━━━━━ DATA SUPPLIED ━━━━━
/// Sends `command` on the configuration channel and waits for a reply `accept` recognises.
/// The command is re-sent up to `max_retry_times` times when the wait runs out.
fn request<B, T, F>(
    bus: &B,
    config: &MotorConfig,
    command: Command,
    mut accept: F,
) -> Result<T, Error>
where
    B: Bus + ?Sized,
    F: FnMut(Feedback) -> Option<Result<T, Error>>,
{
    let frame = command.encode(&config.limits)?;
    for attempt in 0..=config.max_retry_times {
        if attempt > 0 {
            debug!(
                "no reply to {:?}, retry {}/{}",
                command, attempt, config.max_retry_times
            );
        }
        transmit(bus, &frame)?;
        let deadline = Instant::now() + config.receive_timeout;
        loop {
            let wait = deadline.saturating_duration_since(Instant::now());
            let Some(reply) = bus.receive(wait)? else {
                break;
            };
            if reply.source() != CONFIG_CAN_ID {
                trace!("ignoring frame from {:#05x} while waiting", reply.source());
            } else {
                match decode(&reply, config.comm_mode, &config.limits) {
                    Ok(feedback) => {
                        if let Some(result) = accept(feedback) {
                            return result;
                        }
                        trace!("ignoring {:?} while waiting", feedback);
                    }
                    Err(e) => warn!(
                        "undecodable reply {}: {}",
                        hex::encode_upper(reply.payload().as_slice()),
                        e
                    ),
                }
            }
            if wait.is_zero() {
                break;
            }
        }
    }
    Err(Error::NoResponse)
}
━━━━━
= WHAT THE TASK ASKS =
When a line of the data above holds the string "Instant", count it, and reply with the resulting number only.

= RESULT OF THE EXERCISE =
2